3) Il legislatore, infine, stabilisce che compie un atto di concorrenza sleale chi si vale direttamente o indirettamente di ogni altro mezzo non conforme ai principi della correttezza professionale e idoneo a danneggiare l’altrui azienda; la generica locuzione adoperata, in realtà, racchiude una vasta ed importante gamma di fattispecie particolari che soventi costituiscono l’oggetto del giudizio civile, fra le quali appare opportuno menzionare, fra le altre: la concorrenza parassitaria, lo storno di dipendenti, la sottrazione di segreti aziendali e la pubblicità ingannevole.

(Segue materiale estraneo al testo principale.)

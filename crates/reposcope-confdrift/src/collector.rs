//! The config-drift collector: env-template discovery, reference
//! extraction, and drift/dead-key/inconsistency classification wired into
//! a [`Collector`].

use std::fs;

use async_trait::async_trait;
use camino::Utf8Path;
use indexmap::IndexSet;
use reposcope_core::{CollectOutput, Collector, CollectorCore, CollectorError, CollectorOpts, RunContext};
use tracing::instrument;

use crate::placeholder::is_placeholder;
use crate::references::{contains_literal_key, extract_references, is_well_known};
use crate::templates::{declared_key_index, discover_templates};

pub struct ConfDriftCollector;

impl CollectorCore for ConfDriftCollector {
    fn name() -> &'static str {
        "config-drift"
    }
}

#[async_trait]
impl Collector for ConfDriftCollector {
    #[instrument(skip(self, ctx, opts))]
    async fn collect(&self, ctx: &RunContext, repo_path: &Utf8Path, opts: &CollectorOpts) -> Result<CollectOutput, CollectorError> {
        let matcher = reposcope_core::walk::PatternMatcher::new(opts).map_err(CollectorError::Other)?;
        let files = reposcope_core::walk::walk_files(repo_path, &matcher);

        if ctx.cancelled() {
            return Err(CollectorError::Cancelled);
        }

        let templates = discover_templates(&files, repo_path, |path| fs::read_to_string(path.as_std_path()));

        let mut referenced_keys: IndexSet<String> = IndexSet::new();
        let mut source_contents: Vec<(String, String)> = Vec::new();

        for relative in &files {
            if ctx.cancelled() {
                return Err(CollectorError::Cancelled);
            }
            if !reposcope_core::walk::has_source_extension(Utf8Path::new(relative.as_str())) {
                continue;
            }
            let Ok(contents) = fs::read_to_string(repo_path.join(relative.as_str())) else {
                continue;
            };
            for key in extract_references(Utf8Path::new(relative.as_str()), &contents) {
                referenced_keys.insert(key);
            }
            source_contents.push((relative.as_str().to_string(), contents));
        }

        let declared = declared_key_index(&templates);

        let mut signals = Vec::new();

        let mut drift_keys: Vec<&String> = referenced_keys
            .iter()
            .filter(|key| !declared.contains_key(key.as_str()) && !is_well_known(key))
            .collect();
        drift_keys.sort();
        for key in drift_keys {
            if ctx.cancelled() {
                return Err(CollectorError::Cancelled);
            }
            let signal = reposcope_core::RawSignal::builder("config-drift", "env-var-drift")
                .file_path(".env.example".to_string())
                .title(format!("`{key}` is referenced in code but not declared in any env template"))
                .description(format!("No `.env.example`/`.env.template`/`.env.sample` file declares `{key}`."))
                .confidence(0.5)
                .tag(key.clone())
                .build()
                .map_err(CollectorError::Other)?;
            signals.push(signal);
        }

        let mut dead_keys: Vec<&String> = declared
            .keys()
            .filter(|key| !source_contents.iter().any(|(_, contents)| contains_literal_key(contents, key)))
            .collect();
        dead_keys.sort();
        for key in dead_keys {
            if ctx.cancelled() {
                return Err(CollectorError::Cancelled);
            }
            let declaring_paths: Vec<String> = declared[key.as_str()].iter().map(|(path, _)| path.as_str().to_string()).collect();
            let signal = reposcope_core::RawSignal::builder("config-drift", "dead-config-key")
                .file_path(declaring_paths.first().cloned().unwrap_or_default())
                .title(format!("`{key}` is declared but never referenced in source"))
                .description(format!(
                    "`{key}` is declared in {} but no source file contains the literal string.",
                    declaring_paths.join(", ")
                ))
                .confidence(0.4)
                .tag(key.clone())
                .build()
                .map_err(CollectorError::Other)?;
            signals.push(signal);
        }

        let mut inconsistent_keys: Vec<(&String, Vec<&(camino::Utf8PathBuf, String)>)> = declared
            .iter()
            .filter_map(|(key, occurrences)| {
                let non_placeholder: Vec<_> = occurrences.iter().filter(|(_, value)| !is_placeholder(value)).collect();
                let distinct_values: IndexSet<&str> = non_placeholder.iter().map(|(_, value)| value.as_str()).collect();
                if distinct_values.len() >= 2 { Some((key, non_placeholder)) } else { None }
            })
            .collect();
        inconsistent_keys.sort_by(|a, b| a.0.cmp(b.0));
        for (key, occurrences) in inconsistent_keys {
            if ctx.cancelled() {
                return Err(CollectorError::Cancelled);
            }
            let mut paths: Vec<String> = occurrences.iter().map(|(path, _)| path.as_str().to_string()).collect();
            paths.sort();
            let signal = reposcope_core::RawSignal::builder("config-drift", "inconsistent-defaults")
                .file_path(paths.first().cloned().unwrap_or_default())
                .title(format!("`{key}` has differing default values across env templates"))
                .description(format!("`{key}` differs across: {}.", paths.join(", ")))
                .confidence(0.3)
                .tag(key.clone())
                .build()
                .map_err(CollectorError::Other)?;
            signals.push(signal);
        }

        let metrics = serde_json::json!({
            "templates_found": templates.len(),
            "declared_keys": declared.len(),
            "referenced_keys": referenced_keys.len(),
            "drift_signals": signals.iter().filter(|s| s.kind == "env-var-drift").count(),
            "dead_key_signals": signals.iter().filter(|s| s.kind == "dead-config-key").count(),
            "inconsistent_default_signals": signals.iter().filter(|s| s.kind == "inconsistent-defaults").count(),
        });

        Ok(CollectOutput::new(reposcope_core::finalize_signals(signals, opts)).with_metrics(metrics))
    }
}

#[cfg(test)]
mod tests {
    use super::*;

    #[tokio::test]
    async fn flags_drift_dead_and_inconsistent_keys() {
        let dir = tempfile::tempdir().unwrap();
        let root = camino::Utf8Path::from_path(dir.path()).unwrap();

        fs::write(root.join(".env.example"), "API_KEY=changeme\nOBSOLETE_FLAG=1\nREGION=us-east-1\n").unwrap();
        fs::write(root.join(".env.sample"), "REGION=eu-west-1\n").unwrap();
        fs::create_dir_all(root.join("src")).unwrap();
        fs::write(root.join("src/main.go"), "k := os.Getenv(\"API_KEY\")\nd := os.Getenv(\"DATABASE_URL\")\n").unwrap();

        let ctx = RunContext::default();
        let opts = CollectorOpts::default();
        let output = ConfDriftCollector.collect(&ctx, root, &opts).await.unwrap();

        assert!(output.signals.iter().any(|s| s.kind == "env-var-drift" && s.tags.contains(&"DATABASE_URL".to_string())));
        assert!(output.signals.iter().any(|s| s.kind == "dead-config-key" && s.tags.contains(&"OBSOLETE_FLAG".to_string())));
        assert!(output.signals.iter().any(|s| s.kind == "inconsistent-defaults" && s.tags.contains(&"REGION".to_string())));
        assert!(!output.signals.iter().any(|s| s.tags.contains(&"API_KEY".to_string()) && s.kind == "env-var-drift"));
    }

    #[tokio::test]
    async fn no_templates_still_flags_drift() {
        let dir = tempfile::tempdir().unwrap();
        let root = camino::Utf8Path::from_path(dir.path()).unwrap();
        fs::create_dir_all(root.join("src")).unwrap();
        fs::write(root.join("src/main.go"), "k := os.Getenv(\"API_KEY\")\n").unwrap();

        let ctx = RunContext::default();
        let opts = CollectorOpts::default();
        let output = ConfDriftCollector.collect(&ctx, root, &opts).await.unwrap();
        assert!(output.signals.iter().all(|s| s.kind == "env-var-drift"));
        assert!(output.signals.iter().any(|s| s.tags.contains(&"API_KEY".to_string())));
    }

    #[tokio::test]
    async fn well_known_keys_never_flagged() {
        let dir = tempfile::tempdir().unwrap();
        let root = camino::Utf8Path::from_path(dir.path()).unwrap();
        fs::create_dir_all(root.join("src")).unwrap();
        fs::write(root.join("src/main.go"), "k := os.Getenv(\"GITHUB_TOKEN\")\n").unwrap();

        let ctx = RunContext::default();
        let opts = CollectorOpts::default();
        let output = ConfDriftCollector.collect(&ctx, root, &opts).await.unwrap();
        assert!(output.signals.is_empty());
    }
}
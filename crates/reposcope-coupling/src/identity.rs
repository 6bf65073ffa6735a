//! Maps a repo-relative file path to a single module identity, per the
//! per-extension table.

use camino::Utf8Path;

/// Computes the module identity for `relative_path`, or `None` if the
/// extension isn't recognized.
pub fn module_identity(relative_path: &str) -> Option<String> {
    let path = Utf8Path::new(relative_path);
    let ext = path.extension()?;

    match ext {
        "go" => {
            let parent = path.parent().map(|p| p.as_str()).unwrap_or("");
            Some(if parent.is_empty() { ".".to_string() } else { parent.to_string() })
        }
        "js" | "jsx" | "ts" | "tsx" => Some(strip_extension(relative_path)),
        "py" => {
            let stripped = strip_extension(relative_path);
            Some(stripped.replace('/', "."))
        }
        "java" | "scala" => {
            let parent = path.parent().map(|p| p.as_str()).unwrap_or("");
            Some(parent.replace('/', "."))
        }
        "rs" => {
            let stem = path.file_stem().unwrap_or("");
            if stem == "main" || stem == "lib" {
                Some("crate".to_string())
            } else {
                Some(stem.to_string())
            }
        }
        "rb" | "php" | "swift" | "ex" => Some(strip_extension(relative_path)),
        "c" | "h" | "cpp" | "hpp" => Some(relative_path.to_string()),
        _ => None,
    }
}

fn strip_extension(relative_path: &str) -> String {
    Utf8Path::new(relative_path)
        .with_extension("")
        .as_str()
        .to_string()
}

#[cfg(test)]
mod tests {
    use super::*;

    #[test]
    fn go_identity_is_parent_dir() {
        assert_eq!(module_identity("pkga/a.go").as_deref(), Some("pkga"));
        assert_eq!(module_identity("main.go").as_deref(), Some("."));
    }

    #[test]
    fn rust_identity_is_crate_for_entrypoints() {
        assert_eq!(module_identity("src/main.rs").as_deref(), Some("crate"));
        assert_eq!(module_identity("src/lib.rs").as_deref(), Some("crate"));
        assert_eq!(module_identity("src/foo.rs").as_deref(), Some("foo"));
    }

    #[test]
    fn python_identity_is_dotted() {
        assert_eq!(module_identity("pkg/sub/mod.py").as_deref(), Some("pkg.sub.mod"));
    }

    #[test]
    fn java_identity_is_package_path() {
        assert_eq!(module_identity("com/example/app/Main.java").as_deref(), Some("com.example.app"));
    }

    #[test]
    fn unknown_extension_is_none() {
        assert_eq!(module_identity("README.md"), None);
    }
}
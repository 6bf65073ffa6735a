//! Sliding-window hashing over normalized lines.

use crate::fnv::fnv64a;

/// Window size: 6 consecutive normalized lines per hashed window.
pub const WINDOW_SIZE: usize = 6;

/// One hashed window: the content hash, the file it came from, and the
/// 1-based line the window starts at in the *original* (pre-normalization)
/// file.
#[derive(Debug, Clone, PartialEq, Eq)]
pub struct WindowHash {
    pub hash: u64,
    pub path: String,
    pub start_line: u32,
}

/// Slides a `WINDOW_SIZE`-line window over `normalized` (the output of
/// [`crate::normalize::normalize_type1`] or `_type2`), hashing each
/// window's joined text with FNV-64a.
pub fn hash_windows(path: &str, normalized: &[(u32, String)]) -> Vec<WindowHash> {
    if normalized.len() < WINDOW_SIZE {
        return Vec::new();
    }
    let mut out = Vec::with_capacity(normalized.len() - WINDOW_SIZE + 1);
    for window in normalized.windows(WINDOW_SIZE) {
        let joined = window.iter().map(|(_, text)| text.as_str()).collect::<Vec<_>>().join("\n");
        out.push(WindowHash {
            hash: fnv64a(joined.as_bytes()),
            path: path.to_string(),
            start_line: window[0].0,
        });
    }
    out
}

#[cfg(test)]
mod tests {
    use super::*;

    fn lines(n: u32) -> Vec<(u32, String)> {
        (1..=n).map(|i| (i, format!("line {i}"))).collect()
    }

    #[test]
    fn short_file_produces_no_windows() {
        assert!(hash_windows("a.go", &lines(3)).is_empty());
    }

    #[test]
    fn exact_window_size_produces_one_window() {
        let windows = hash_windows("a.go", &lines(6));
        assert_eq!(windows.len(), 1);
        assert_eq!(windows[0].start_line, 1);
    }

    #[test]
    fn longer_file_slides_by_one() {
        let windows = hash_windows("a.go", &lines(8));
        assert_eq!(windows.len(), 3);
        assert_eq!(windows[0].start_line, 1);
        assert_eq!(windows[2].start_line, 3);
    }

    #[test]
    fn identical_content_hashes_identically() {
        let a = hash_windows("a.go", &lines(6));
        let b = hash_windows("b.go", &lines(6));
        assert_eq!(a[0].hash, b[0].hash);
    }
}
//! Import-cycle (strongly-connected-component) and coupling-hub (fan-out)
//! detection across languages.

pub mod collector;
pub mod graph;
pub mod identity;
pub mod imports;

pub use collector::CouplingCollector;
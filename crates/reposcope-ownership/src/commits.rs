//! Per-directory commit-weight aggregation with recency decay.

use git2::Repository;
use indexmap::IndexMap;

use reposcope_core::context::RunContext;
use reposcope_core::duration::days_old;
use reposcope_core::gitutil::{self, GitError};
use reposcope_core::opts::CollectorOpts;

/// `directory -> author -> decayed commit weight`.
pub type CommitWeight = IndexMap<String, IndexMap<String, f64>>;

/// Recency decay: `2^(-daysOld/180)`, floored at 0 days (commits in the
/// future or today contribute weight 1).
pub fn recency_decay(days_old: f64) -> f64 {
    2f64.powf(-days_old.max(0.0) / 180.0)
}

/// Walks commits (bounded by `opts.git_depth`/`opts.git_since`) and, for
/// each touched file, adds `recency_decay(daysOld)` to the committing
/// author's weight for the file's owning directory.
pub fn commit_weight_tally(
    repo: &Repository,
    ctx: &RunContext,
    opts: &CollectorOpts,
    dir_of: impl Fn(&str) -> Option<String>,
) -> Result<CommitWeight, GitError> {
    let now = chrono::Utc::now();
    let mut tally: CommitWeight = IndexMap::new();
    let mut commits_seen = 0usize;

    gitutil::walk_commits(repo, ctx, opts, |walked| {
        commits_seen += 1;
        if commits_seen % 100 == 0 {
            opts.report(&format!("walked {commits_seen} commits"));
        }

        let commit = &walked.commit;
        let author = commit.author().name().unwrap_or("unknown").to_string();
        let commit_time = gitutil::commit_timestamp(commit);
        let decay = recency_decay(days_old(commit_time, now));

        let Ok(files) = gitutil::changed_files(repo, commit) else {
            return;
        };
        for file in files {
            let Some(dir) = dir_of(&file) else { continue };
            *tally.entry(dir).or_default().entry(author.clone()).or_insert(0.0) += decay;
        }
    })?;

    Ok(tally)
}

#[cfg(test)]
mod tests {
    use super::*;

    #[test]
    fn decay_is_one_at_zero_days() {
        assert_eq!(recency_decay(0.0), 1.0);
    }

    #[test]
    fn decay_is_monotonically_non_increasing_in_days() {
        let mut prev = recency_decay(0.0);
        for days in [1.0, 10.0, 90.0, 180.0, 360.0] {
            let current = recency_decay(days);
            assert!(current <= prev);
            prev = current;
        }
    }

    #[test]
    fn decay_halves_at_180_days() {
        assert!((recency_decay(180.0) - 0.5).abs() < 1e-9);
    }

    #[test]
    fn future_commits_floor_to_full_weight() {
        assert_eq!(recency_decay(-5.0), 1.0);
    }
}
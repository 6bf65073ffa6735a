//! A process-wide catalog of collector instances.

use indexmap::IndexMap;

use crate::collector::Collector;

/// Owns the set of collectors a [`crate::pipeline::Pipeline`] will drive.
///
/// A plain ordered map from name to boxed trait object, built once at
/// startup by whatever binds the collector crates together.
#[derive(Default)]
pub struct CollectorRegistry {
    collectors: IndexMap<&'static str, Box<dyn Collector>>,
}

impl CollectorRegistry {
    pub fn new() -> Self {
        Self::default()
    }

    pub fn register(&mut self, name: &'static str, collector: Box<dyn Collector>) {
        self.collectors.insert(name, collector);
    }

    pub fn len(&self) -> usize {
        self.collectors.len()
    }

    pub fn is_empty(&self) -> bool {
        self.collectors.is_empty()
    }

    pub fn iter(&self) -> impl Iterator<Item = (&'static str, &dyn Collector)> {
        self.collectors.iter().map(|(name, c)| (*name, c.as_ref()))
    }
}

impl std::fmt::Debug for CollectorRegistry {
    fn fmt(&self, f: &mut std::fmt::Formatter<'_>) -> std::fmt::Result {
        f.debug_struct("CollectorRegistry")
            .field("collectors", &self.collectors.len())
            .finish()
    }
}
//! File-churn counting within a 90-day window.

pub const CHURN_WINDOW_DAYS: i64 = 90;
pub const CHURN_THRESHOLD: u32 = 10;

/// Confidence for a file with `modifications` changes within the churn
/// window: 0 below the threshold, linearly interpolated from 0.4 at the
/// threshold to 0.8 at 30+ modifications.
pub fn churn_confidence(modifications: u32) -> f64 {
    if modifications < CHURN_THRESHOLD {
        return 0.0;
    }
    let extra = (modifications - CHURN_THRESHOLD) as f64;
    (0.4 + extra / 20.0 * 0.4).min(0.8)
}

#[cfg(test)]
mod tests {
    use super::*;

    #[test]
    fn below_threshold_is_zero() {
        assert_eq!(churn_confidence(9), 0.0);
    }

    #[test]
    fn interpolates_between_bounds() {
        assert_eq!(churn_confidence(10), 0.4);
        assert_eq!(churn_confidence(30), 0.8);
        assert_eq!(churn_confidence(100), 0.8);
        assert!((churn_confidence(20) - 0.6).abs() < 1e-9);
    }
}
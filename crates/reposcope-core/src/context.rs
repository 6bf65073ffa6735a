//! Per-run state shared (read-only) across all collectors.

use std::sync::Mutex;

use indexmap::IndexMap;
use tokio_util::sync::CancellationToken;

/// A language-neutral metrics document for a single collector's last run.
pub type MetricsDoc = serde_json::Value;

/// Shared metrics map, keyed by collector name.
///
/// This is the one documented channel through which collectors may be
/// observed by the host after the fact; collectors never read each other's
/// entries, they only write their own.
#[derive(Default)]
pub struct SharedMetrics(Mutex<IndexMap<String, MetricsDoc>>);

impl SharedMetrics {
    pub fn new() -> Self {
        Self::default()
    }

    pub fn record(&self, collector: impl Into<String>, doc: MetricsDoc) {
        self.0.lock().unwrap().insert(collector.into(), doc);
    }

    pub fn snapshot(&self) -> IndexMap<String, MetricsDoc> {
        self.0.lock().unwrap().clone()
    }
}

/// State threaded through every `Collector::collect` call.
///
/// Carries the run's cancellation token (checked at every suspension point:
/// directory walks, commit walks, paginated API loops, outbound HTTP calls)
/// and the shared metrics map. `RunContext` is cheap to
/// clone — cloning shares the underlying token and metrics map rather than
/// duplicating them.
#[derive(Clone)]
pub struct RunContext {
    cancellation: CancellationToken,
    metrics: std::sync::Arc<SharedMetrics>,
}

impl RunContext {
    pub fn new(cancellation: CancellationToken) -> Self {
        Self {
            cancellation,
            metrics: std::sync::Arc::new(SharedMetrics::new()),
        }
    }

    /// Whether the run has been cancelled. Collectors must check this at
    /// every suspension point before blocking I/O.
    pub fn cancelled(&self) -> bool {
        self.cancellation.is_cancelled()
    }

    /// Resolves once the run is cancelled; useful in `tokio::select!` loops
    /// racing against an in-flight I/O future.
    pub async fn cancelled_fut(&self) {
        self.cancellation.cancelled().await
    }

    pub fn cancel(&self) {
        self.cancellation.cancel();
    }

    pub fn metrics(&self) -> &SharedMetrics {
        &self.metrics
    }
}

impl Default for RunContext {
    fn default() -> Self {
        Self::new(CancellationToken::new())
    }
}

“La concorrenza sleale parassitaria, ricompresa fra le ipotesi previste dall’art. 2598, n. 3, c.c., consiste in un continuo e sistematico operare sulle orme dell’imprenditore concorrente, mediante l’imitazione non tanto dei prodotti, quanto piuttosto di rilevanti iniziative imprenditoriali di quest’ultimo, in un contesto temporale prossimo alla ideazione dell’opera, in quanto effettuata a breve distanza di tempo da ogni singola iniziativa del concorrente (nella concorrenza parassitaria diacronica) o dall’ultima e più significativa di esse (in quella sincronica), vale a dire prima che questa diventi patrimonio comune di tutti gli operatori del settore” (cfr. Cass. civ. Sez. I Ord., 07.02.2020, n. 2980); si richiede, in particolare, che l’imitazione delle iniziative di un imprenditore concorrente sia sistematica, ovvero che riguardi praticamente tutto quello che pone in essere il concorrente, e che avvenga a distanza di poco tempo dall’iniziativa imprenditoriale originaria.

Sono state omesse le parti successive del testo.